THE RECORDS:
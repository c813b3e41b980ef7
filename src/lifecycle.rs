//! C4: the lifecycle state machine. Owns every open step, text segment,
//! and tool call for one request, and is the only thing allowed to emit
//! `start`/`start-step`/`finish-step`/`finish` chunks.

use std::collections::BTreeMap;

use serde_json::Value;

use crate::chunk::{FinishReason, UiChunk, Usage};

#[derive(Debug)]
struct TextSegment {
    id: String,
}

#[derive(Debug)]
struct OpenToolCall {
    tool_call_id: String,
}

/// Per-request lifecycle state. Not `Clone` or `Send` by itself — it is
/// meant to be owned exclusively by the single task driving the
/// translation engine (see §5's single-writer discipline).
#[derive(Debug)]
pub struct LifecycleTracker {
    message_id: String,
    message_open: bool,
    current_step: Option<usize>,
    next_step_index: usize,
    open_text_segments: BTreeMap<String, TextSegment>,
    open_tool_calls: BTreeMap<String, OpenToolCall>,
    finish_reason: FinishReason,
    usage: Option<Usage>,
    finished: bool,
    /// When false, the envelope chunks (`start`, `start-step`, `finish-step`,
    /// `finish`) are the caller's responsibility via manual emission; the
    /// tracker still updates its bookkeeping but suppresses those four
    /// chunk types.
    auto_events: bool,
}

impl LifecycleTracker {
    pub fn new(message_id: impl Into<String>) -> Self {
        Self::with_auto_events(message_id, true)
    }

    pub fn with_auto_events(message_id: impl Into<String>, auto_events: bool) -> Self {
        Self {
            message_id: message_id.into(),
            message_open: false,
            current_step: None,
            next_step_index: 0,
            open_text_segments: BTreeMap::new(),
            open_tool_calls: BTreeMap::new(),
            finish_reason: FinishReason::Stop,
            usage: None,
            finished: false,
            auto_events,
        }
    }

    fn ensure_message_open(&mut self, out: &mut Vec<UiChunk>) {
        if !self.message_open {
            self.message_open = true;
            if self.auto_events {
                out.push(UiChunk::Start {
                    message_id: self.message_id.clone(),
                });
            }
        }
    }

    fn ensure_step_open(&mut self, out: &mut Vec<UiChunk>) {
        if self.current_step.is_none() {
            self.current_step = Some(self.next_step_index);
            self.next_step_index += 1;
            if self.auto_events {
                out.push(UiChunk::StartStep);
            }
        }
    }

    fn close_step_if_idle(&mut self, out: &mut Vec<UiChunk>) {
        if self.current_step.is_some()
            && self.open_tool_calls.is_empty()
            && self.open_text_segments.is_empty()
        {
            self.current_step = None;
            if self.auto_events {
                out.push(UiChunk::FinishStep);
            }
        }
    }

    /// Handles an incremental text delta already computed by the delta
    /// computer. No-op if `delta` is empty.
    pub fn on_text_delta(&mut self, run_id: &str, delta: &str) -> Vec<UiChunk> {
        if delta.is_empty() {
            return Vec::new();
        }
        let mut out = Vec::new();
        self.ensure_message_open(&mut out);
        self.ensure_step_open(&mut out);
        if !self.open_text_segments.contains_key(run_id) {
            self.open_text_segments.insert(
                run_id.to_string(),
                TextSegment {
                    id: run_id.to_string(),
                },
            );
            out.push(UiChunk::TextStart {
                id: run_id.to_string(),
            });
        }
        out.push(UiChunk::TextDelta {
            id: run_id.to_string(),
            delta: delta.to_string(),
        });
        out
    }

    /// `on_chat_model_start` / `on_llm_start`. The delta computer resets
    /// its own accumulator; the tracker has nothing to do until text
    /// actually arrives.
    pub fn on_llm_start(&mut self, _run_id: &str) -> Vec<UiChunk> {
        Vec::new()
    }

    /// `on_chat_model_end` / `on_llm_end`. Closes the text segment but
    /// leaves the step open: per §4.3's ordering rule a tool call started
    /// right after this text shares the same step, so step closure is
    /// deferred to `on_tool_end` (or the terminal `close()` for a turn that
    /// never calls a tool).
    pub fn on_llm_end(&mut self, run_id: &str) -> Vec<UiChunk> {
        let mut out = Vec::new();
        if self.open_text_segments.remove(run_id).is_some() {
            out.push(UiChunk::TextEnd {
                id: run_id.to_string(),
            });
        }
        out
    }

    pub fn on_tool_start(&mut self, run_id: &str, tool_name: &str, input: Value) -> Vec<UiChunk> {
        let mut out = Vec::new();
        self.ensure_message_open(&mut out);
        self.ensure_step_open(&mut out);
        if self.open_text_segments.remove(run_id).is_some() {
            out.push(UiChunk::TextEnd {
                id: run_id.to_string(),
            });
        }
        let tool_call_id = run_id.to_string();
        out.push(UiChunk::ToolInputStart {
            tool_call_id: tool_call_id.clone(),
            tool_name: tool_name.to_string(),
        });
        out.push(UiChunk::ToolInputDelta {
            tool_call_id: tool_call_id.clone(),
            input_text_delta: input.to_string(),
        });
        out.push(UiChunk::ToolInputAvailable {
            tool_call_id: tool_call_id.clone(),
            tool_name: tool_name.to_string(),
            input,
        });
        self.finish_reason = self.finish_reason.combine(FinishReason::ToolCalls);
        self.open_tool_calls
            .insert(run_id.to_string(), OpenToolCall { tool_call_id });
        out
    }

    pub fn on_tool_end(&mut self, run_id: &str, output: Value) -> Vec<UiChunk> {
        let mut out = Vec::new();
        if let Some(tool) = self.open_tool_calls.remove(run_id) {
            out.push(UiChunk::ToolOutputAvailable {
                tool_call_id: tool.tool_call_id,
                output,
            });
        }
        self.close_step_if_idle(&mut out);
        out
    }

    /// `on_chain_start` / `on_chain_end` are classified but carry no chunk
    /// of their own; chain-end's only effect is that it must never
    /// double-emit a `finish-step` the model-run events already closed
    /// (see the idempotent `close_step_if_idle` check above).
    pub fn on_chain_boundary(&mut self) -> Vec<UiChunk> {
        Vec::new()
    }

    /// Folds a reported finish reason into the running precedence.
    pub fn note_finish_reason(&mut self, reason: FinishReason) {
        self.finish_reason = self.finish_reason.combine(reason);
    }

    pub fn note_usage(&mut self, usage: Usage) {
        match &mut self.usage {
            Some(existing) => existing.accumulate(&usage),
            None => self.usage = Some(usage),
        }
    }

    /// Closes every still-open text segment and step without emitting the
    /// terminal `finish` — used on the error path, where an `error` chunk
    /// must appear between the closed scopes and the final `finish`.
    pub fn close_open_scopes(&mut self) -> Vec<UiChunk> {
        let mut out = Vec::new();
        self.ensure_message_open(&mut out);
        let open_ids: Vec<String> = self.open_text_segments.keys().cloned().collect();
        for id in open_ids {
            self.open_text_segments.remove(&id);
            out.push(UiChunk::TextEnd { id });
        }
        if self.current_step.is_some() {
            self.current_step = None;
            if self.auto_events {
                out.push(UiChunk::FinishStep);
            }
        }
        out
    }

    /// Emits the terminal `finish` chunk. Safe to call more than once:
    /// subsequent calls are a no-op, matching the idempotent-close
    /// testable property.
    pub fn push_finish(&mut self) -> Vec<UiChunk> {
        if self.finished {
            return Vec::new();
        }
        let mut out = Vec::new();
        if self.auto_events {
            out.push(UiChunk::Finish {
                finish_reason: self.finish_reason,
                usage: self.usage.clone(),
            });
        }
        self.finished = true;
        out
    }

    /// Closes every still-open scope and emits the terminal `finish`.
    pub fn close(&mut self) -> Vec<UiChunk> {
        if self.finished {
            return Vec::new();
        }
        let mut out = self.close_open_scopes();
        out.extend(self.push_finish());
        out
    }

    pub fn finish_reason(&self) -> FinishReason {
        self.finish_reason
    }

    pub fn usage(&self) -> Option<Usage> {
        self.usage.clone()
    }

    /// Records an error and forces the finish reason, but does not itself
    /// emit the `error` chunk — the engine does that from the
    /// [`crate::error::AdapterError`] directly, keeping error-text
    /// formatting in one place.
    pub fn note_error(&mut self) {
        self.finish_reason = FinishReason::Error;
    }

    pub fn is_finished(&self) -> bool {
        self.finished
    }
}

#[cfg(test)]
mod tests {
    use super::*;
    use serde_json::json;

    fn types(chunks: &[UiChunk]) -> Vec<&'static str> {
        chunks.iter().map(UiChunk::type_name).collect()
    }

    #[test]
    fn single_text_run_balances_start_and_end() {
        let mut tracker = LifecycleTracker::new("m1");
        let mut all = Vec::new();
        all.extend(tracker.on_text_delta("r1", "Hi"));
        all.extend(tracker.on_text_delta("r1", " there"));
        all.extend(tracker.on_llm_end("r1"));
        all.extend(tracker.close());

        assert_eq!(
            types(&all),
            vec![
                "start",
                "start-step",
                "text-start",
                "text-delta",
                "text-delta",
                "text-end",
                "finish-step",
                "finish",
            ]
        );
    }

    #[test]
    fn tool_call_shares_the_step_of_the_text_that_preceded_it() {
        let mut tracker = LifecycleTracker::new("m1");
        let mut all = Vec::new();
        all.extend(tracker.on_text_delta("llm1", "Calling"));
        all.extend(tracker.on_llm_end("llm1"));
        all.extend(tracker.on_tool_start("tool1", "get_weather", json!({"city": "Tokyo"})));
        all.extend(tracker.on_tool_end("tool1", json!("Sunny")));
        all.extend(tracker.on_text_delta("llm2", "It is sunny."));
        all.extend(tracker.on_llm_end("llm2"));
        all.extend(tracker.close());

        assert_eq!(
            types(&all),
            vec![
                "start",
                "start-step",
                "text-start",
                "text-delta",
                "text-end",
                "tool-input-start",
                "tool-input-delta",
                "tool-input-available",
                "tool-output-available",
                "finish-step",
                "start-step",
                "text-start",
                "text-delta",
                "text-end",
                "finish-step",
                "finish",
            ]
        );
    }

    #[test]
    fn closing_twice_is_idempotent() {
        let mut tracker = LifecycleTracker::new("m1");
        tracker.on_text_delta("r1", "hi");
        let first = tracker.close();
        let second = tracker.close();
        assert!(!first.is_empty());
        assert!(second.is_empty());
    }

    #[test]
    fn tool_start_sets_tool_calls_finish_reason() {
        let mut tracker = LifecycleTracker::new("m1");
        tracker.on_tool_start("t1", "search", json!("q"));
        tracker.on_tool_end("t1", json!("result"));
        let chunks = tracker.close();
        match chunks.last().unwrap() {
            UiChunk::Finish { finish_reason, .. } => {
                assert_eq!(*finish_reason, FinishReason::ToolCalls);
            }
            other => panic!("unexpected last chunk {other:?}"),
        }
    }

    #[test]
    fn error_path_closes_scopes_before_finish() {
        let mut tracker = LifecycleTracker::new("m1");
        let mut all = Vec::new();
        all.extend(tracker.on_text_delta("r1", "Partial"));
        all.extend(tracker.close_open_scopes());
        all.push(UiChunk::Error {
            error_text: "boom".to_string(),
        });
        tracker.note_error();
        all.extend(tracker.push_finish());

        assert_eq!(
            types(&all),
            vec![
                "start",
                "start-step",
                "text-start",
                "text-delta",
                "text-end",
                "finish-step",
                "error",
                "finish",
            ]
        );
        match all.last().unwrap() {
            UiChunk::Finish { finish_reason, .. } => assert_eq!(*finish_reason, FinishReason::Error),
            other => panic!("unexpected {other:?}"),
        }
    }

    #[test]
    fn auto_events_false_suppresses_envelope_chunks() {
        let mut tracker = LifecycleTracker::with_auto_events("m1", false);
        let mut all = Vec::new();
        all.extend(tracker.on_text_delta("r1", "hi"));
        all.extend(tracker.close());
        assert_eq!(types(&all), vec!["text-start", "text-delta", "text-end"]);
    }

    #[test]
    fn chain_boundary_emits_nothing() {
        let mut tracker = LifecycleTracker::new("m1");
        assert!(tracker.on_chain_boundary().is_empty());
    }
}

WORK TO BE COMPLETED: Go back to the listing above. Copy word for word the lines from the one with "pub fn on_text_delta(&mut" through the one with "tool call started", and nothing more.

TASK ANSWER:
    pub fn on_text_delta(&mut self, run_id: &str, delta: &str) -> Vec<UiChunk> {
        if delta.is_empty() {
            return Vec::new();
        }
        let mut out = Vec::new();
        self.ensure_message_open(&mut out);
        self.ensure_step_open(&mut out);
        if !self.open_text_segments.contains_key(run_id) {
            self.open_text_segments.insert(
                run_id.to_string(),
                TextSegment {
                    id: run_id.to_string(),
                },
            );
            out.push(UiChunk::TextStart {
                id: run_id.to_string(),
            });
        }
        out.push(UiChunk::TextDelta {
            id: run_id.to_string(),
            delta: delta.to_string(),
        });
        out
    }

    /// `on_chat_model_start` / `on_llm_start`. The delta computer resets
    /// its own accumulator; the tracker has nothing to do until text
    /// actually arrives.
    pub fn on_llm_start(&mut self, _run_id: &str) -> Vec<UiChunk> {
        Vec::new()
    }

    /// `on_chat_model_end` / `on_llm_end`. Closes the text segment but
    /// leaves the step open: per §4.3's ordering rule a tool call started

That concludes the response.